Other GFP-expressing bacteria were obtained by transferring the GFP-containing plasmid.

Lysosome labeling.

Lysosomes were labeled by fluid-phase pinocytosis with 10 μg of TRD/ml, pulsed for 16 h, and chased for 1.5 h before infection with bacteria.

Treatment of cells with drugs prior to infection.

To investigate the role of cholesterol- and glycosphingolipid-enriched microdomains, cells were incubated at 37°C for 30 min in complete medium containing cholesterol-binding (filipin) or -depleting (β-methyl cyclodextrin) molecules or with a ganglioside GM1-binding molecule (cholera toxin B subunit) prior to infection. After treatment, cells were washed once with phosphate-buffered saline (PBS). As a control, the viability of the cells following treatment was assessed with dextran blue staining.

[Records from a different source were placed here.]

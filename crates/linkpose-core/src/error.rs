use thiserror::Error;

use crate::id::GeneralId;

/// Top-level error type for linkpose.
#[derive(Debug, Error)]
pub enum LinkPoseError {
    #[error("Configuration error: {0}")]
    Config(#[from] ConfigError),

    #[error("Frame error: {0}")]
    Frame(#[from] FrameError),

    #[error("Archive error: {0}")]
    Archive(#[from] ArchiveError),

    #[error("Kinematics error: {0}")]
    Kinematics(#[from] KinematicsError),
}

/// Configuration errors.
#[derive(Debug, Error)]
pub enum ConfigError {
    #[error("IO error: {0}")]
    Io(#[from] std::io::Error),

    #[error("TOML parse error: {0}")]
    Toml(#[from] toml::de::Error),

    #[error("Missing required field: {0}")]
    MissingField(String),

    #[error("Invalid value for {field}: {message}")]
    InvalidValue { field: String, message: String },
}

/// Rejected frame mutations.
///
/// The frame API itself reports rejections as `false`; these values are
/// used where a reason has to travel, e.g. the archive reader and logs.
#[derive(Debug, Clone, PartialEq, Eq, Error)]
pub enum FrameError {
    #[error("Frame id {0} is already used in the owning list")]
    DuplicateId(GeneralId),

    #[error("Invalid frame mode: {0}")]
    InvalidMode(i64),

    #[error("Invalid frame id")]
    InvalidId,
}

/// Structured-map read errors. A failing field does not abort the rest of
/// the record.
#[derive(Debug, Clone, PartialEq, Error)]
pub enum ArchiveError {
    #[error("Invalid value for {field}: {message}")]
    InvalidField { field: &'static str, message: String },

    #[error("Missing field: {0}")]
    MissingField(&'static str),

    #[error("{0}")]
    Frame(#[from] FrameError),
}

/// Kinematics provider errors.
///
/// Unsolved poses and infeasible configurations are ordinary results,
/// not errors.
#[derive(Debug, Clone, PartialEq, Eq, Error)]
pub enum KinematicsError {
    #[error("No inverse kinematics solver is available for this link")]
    NoSolver,

    #[error("No configuration handler is available for this link")]
    NoConfigurationHandler,

    #[error("Solver is busy with an exclusive operation")]
    Busy,

    #[error("Unknown link: {0}")]
    UnknownLink(String),

    #[error("Joint vector has {got} values, chain has {expected} joints")]
    DofMismatch { expected: usize, got: usize },

    #[error("Invalid chain: {0}")]
    InvalidChain(String),
}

We also ensured that the viability of bacteria was not affected by drug treatment.

Infection of cells.

Cells were infected with Brucella at a multiplicity of infection of 100 bacteria per cell for 45 min at 37°C. After three washes with PBS, cells were reincubated in culture medium containing gentamicin at a concentration of 30 μg/ml for various times.

Phagosome-lysosome fusion measurement.

Measurements were taken following lysosomal labeling and infection. Cells were fixed for 20 min with 3% paraformaldehyde and washed in PBS. Coverslips were mounted in Mowiol medium and examined by confocal fluorescence microscopy with a Leica DM RB microscope. Fusion was evaluated by the colocalization of both markers, GFP or fluorescein and TRD. To determine the percentage of fusion, 100 to 200 bacteria were analyzed for each strain at each time point. Results were calculated from two independent experiments.

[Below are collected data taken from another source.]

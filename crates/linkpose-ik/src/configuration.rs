//! Discrete IK configurations (branches).
//!
//! A [`ConfigurationHandler`] names the alternative joint-space branches
//! that reach the same Cartesian pose and carries the single
//! "preferred configuration" field a solver consults. The field is shared
//! mutable state: set it, solve, and reset it, without interleaving other
//! solves on the same chain.

use std::cell::Cell;

use tracing::debug;

use linkpose_core::KinematicsError;

use crate::body::BodyPtr;
use crate::chain::ConfigurationConfig;
use crate::solver::JointBounds;

/// Provider of configuration types for one joint path.
pub trait ConfigurationHandler {
    fn num_configuration_types(&self) -> usize;

    /// Type id of the `index`-th configuration, in declaration order.
    fn configuration_type_id(&self, index: usize) -> Option<i32>;

    /// Column labels, one per configuration target.
    fn configuration_target_names(&self) -> Vec<String>;

    /// Per-target state labels of a type. Empty for unknown ids.
    fn configuration_state_names(&self, type_id: i32) -> Vec<String>;

    /// Bias the next solves towards `type_id`. Unknown ids are rejected.
    fn set_preferred_configuration_type(&self, type_id: i32) -> bool;

    fn reset_preferred_configuration_type(&self);

    fn preferred_configuration_type(&self) -> Option<i32>;

    /// Types matching the current joint state. More than one when the
    /// state sits on a branch boundary.
    fn current_configuration_types(&self) -> Vec<i32>;

    /// Title of the joint path the configurations belong to.
    fn joint_path_name(&self) -> String {
        String::new()
    }
}

/// Joints closer to zero than this belong to both branches.
const AMBIGUITY_THRESHOLD: f32 = 1.0e-4;

/// Distance kept from zero while solving for a branch.
const SIGN_MARGIN: f32 = 1.0e-3;

/// Value a flipped joint starts from when it sits at zero.
const SEED_MAGNITUDE: f32 = 0.1;

#[derive(Debug, Clone)]
struct SignTarget {
    joint: usize,
    label: String,
    positive: String,
    negative: String,
}

/// Configurations selected by the signs of a few joints, e.g. an elbow
/// being bent up or down.
///
/// With `k` targets there are `2^k` types. Type id `1 + mask` has bit `i`
/// of `mask` set when target `i` is negative, so type `1` is "all
/// non-negative".
#[derive(Debug)]
pub struct JointSignConfiguration {
    name: String,
    body: BodyPtr,
    targets: Vec<SignTarget>,
    preferred: Cell<Option<i32>>,
}

impl JointSignConfiguration {
    /// Handler for the targets listed in `config`.
    ///
    /// # Errors
    ///
    /// [`KinematicsError::InvalidChain`] if a target names an unknown joint
    /// or there are more targets than type ids can encode.
    pub fn from_config(body: BodyPtr, config: &ConfigurationConfig) -> Result<Self, KinematicsError> {
        if config.targets.len() > 16 {
            return Err(KinematicsError::InvalidChain(
                "too many configuration targets".into(),
            ));
        }
        let targets = config
            .targets
            .iter()
            .map(|target| {
                let joint = body.chain().joint_index(&target.joint).ok_or_else(|| {
                    KinematicsError::InvalidChain(format!(
                        "configuration target \"{}\" is not a joint",
                        target.joint
                    ))
                })?;
                Ok(SignTarget {
                    joint,
                    label: target.label.clone().unwrap_or_else(|| target.joint.clone()),
                    positive: target.positive.clone(),
                    negative: target.negative.clone(),
                })
            })
            .collect::<Result<Vec<_>, KinematicsError>>()?;

        Ok(Self {
            name: config.name.clone(),
            body,
            targets,
            preferred: Cell::new(None),
        })
    }

    /// Highest joint index any target refers to.
    pub fn max_target_joint(&self) -> Option<usize> {
        self.targets.iter().map(|t| t.joint).max()
    }

    fn mask_of(&self, type_id: i32) -> Option<u32> {
        let mask = u32::try_from(type_id.checked_sub(1)?).ok()?;
        (mask < (1_u32 << self.targets.len())).then_some(mask)
    }

    fn is_negative(mask: u32, target: usize) -> bool {
        mask & (1 << target) != 0
    }

    /// Flip the target joints of `q` onto the branch of `type_id`.
    pub fn seed(&self, type_id: i32, q: &mut [f32]) {
        let Some(mask) = self.mask_of(type_id) else {
            return;
        };
        for (i, target) in self.targets.iter().enumerate() {
            let Some(value) = q.get_mut(target.joint) else {
                continue;
            };
            let sign = if Self::is_negative(mask, i) { -1.0 } else { 1.0 };
            if *value * sign <= SIGN_MARGIN {
                *value = sign * value.abs().max(SEED_MAGNITUDE);
            }
        }
    }

    /// Per-joint bounds confining the target joints to the branch of
    /// `type_id`. Other joints are unbounded.
    pub fn bounds(&self, type_id: i32, dof: usize) -> JointBounds {
        let mut bounds = vec![(f32::NEG_INFINITY, f32::INFINITY); dof];
        if let Some(mask) = self.mask_of(type_id) {
            for (i, target) in self.targets.iter().enumerate() {
                if let Some(bound) = bounds.get_mut(target.joint) {
                    *bound = if Self::is_negative(mask, i) {
                        (f32::NEG_INFINITY, -SIGN_MARGIN)
                    } else {
                        (SIGN_MARGIN, f32::INFINITY)
                    };
                }
            }
        }
        bounds
    }

    /// Whether `q` lies on the branch of `type_id`.
    pub fn matches(&self, type_id: i32, q: &[f32]) -> bool {
        self.types_of(q).contains(&type_id)
    }

    /// Types `q` belongs to, ascending.
    pub fn types_of(&self, q: &[f32]) -> Vec<i32> {
        let mut masks = vec![0_u32];
        for (i, target) in self.targets.iter().enumerate() {
            let value = q.get(target.joint).copied().unwrap_or(0.0);
            let bit = 1_u32 << i;
            if value.abs() < AMBIGUITY_THRESHOLD {
                let flipped: Vec<u32> = masks.iter().map(|m| m | bit).collect();
                masks.extend(flipped);
            } else if value < 0.0 {
                for mask in &mut masks {
                    *mask |= bit;
                }
            }
        }
        let mut types: Vec<i32> = masks.into_iter().filter_map(|m| i32::try_from(m + 1).ok()).collect();
        types.sort_unstable();
        types
    }
}

impl ConfigurationHandler for JointSignConfiguration {
    fn num_configuration_types(&self) -> usize {
        1 << self.targets.len()
    }

    fn configuration_type_id(&self, index: usize) -> Option<i32> {
        if index < self.num_configuration_types() {
            i32::try_from(index + 1).ok()
        } else {
            None
        }
    }

    fn configuration_target_names(&self) -> Vec<String> {
        self.targets.iter().map(|t| t.label.clone()).collect()
    }

    fn configuration_state_names(&self, type_id: i32) -> Vec<String> {
        let Some(mask) = self.mask_of(type_id) else {
            return Vec::new();
        };
        self.targets
            .iter()
            .enumerate()
            .map(|(i, t)| {
                if Self::is_negative(mask, i) {
                    t.negative.clone()
                } else {
                    t.positive.clone()
                }
            })
            .collect()
    }

    fn set_preferred_configuration_type(&self, type_id: i32) -> bool {
        if self.mask_of(type_id).is_none() {
            debug!(type_id, "unknown configuration type");
            return false;
        }
        self.preferred.set(Some(type_id));
        true
    }

    fn reset_preferred_configuration_type(&self) {
        self.preferred.set(None);
    }

    fn preferred_configuration_type(&self) -> Option<i32> {
        self.preferred.get()
    }

    fn current_configuration_types(&self) -> Vec<i32> {
        self.types_of(&self.body.joint_positions())
    }

    fn joint_path_name(&self) -> String {
        self.name.clone()
    }
}

// ---------------------------------------------------------------------------
// Tests
// ---------------------------------------------------------------------------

Phagocytosis measurement by fluorescence microscopy.

Following treatment with the relevant drug, infection with Brucella spp., and postinfection incubation for 1 h, cells were fixed and washed twice in PBS. Then coverslips were mounted in Mowiol medium and examined by classical fluorescence microscopy with an inverted Leica DM IRB microscope.

Intracellular viability assay of Brucella in macrophages.

Following infection with Brucella spp. and postinfection incubation for various times, cells were washed once with PBS and lysed in 0.2% Triton X-100. Bacterial counts (in CFU) were determined by plating appropriate dilutions on tryptic soy agar and incubating at 37°C for 3 days.

RESULTS

Association of B. suis- and latex bead-containing vacuoles with the fluid-phase marker TRD.

We evaluated interactions between B. suis-containing vacuoles and lysosomes inside the murine macrophage cell line J774 by confocal fluorescence microscopy. Lysosomes were first labeled by fluid-phase pinocytosis of TRD and then infected with bacteria which constitutively express a GFP or labeled with fluorescein. Cells were fixed at different time points following infection and examined. Fusion was evaluated by the colocalization of both markers. In some cases, we observed a TRD ring around the internalized particle, and in other cases, phagosomes were only partially associated with TRD. We considered fusion to have occurred in either case.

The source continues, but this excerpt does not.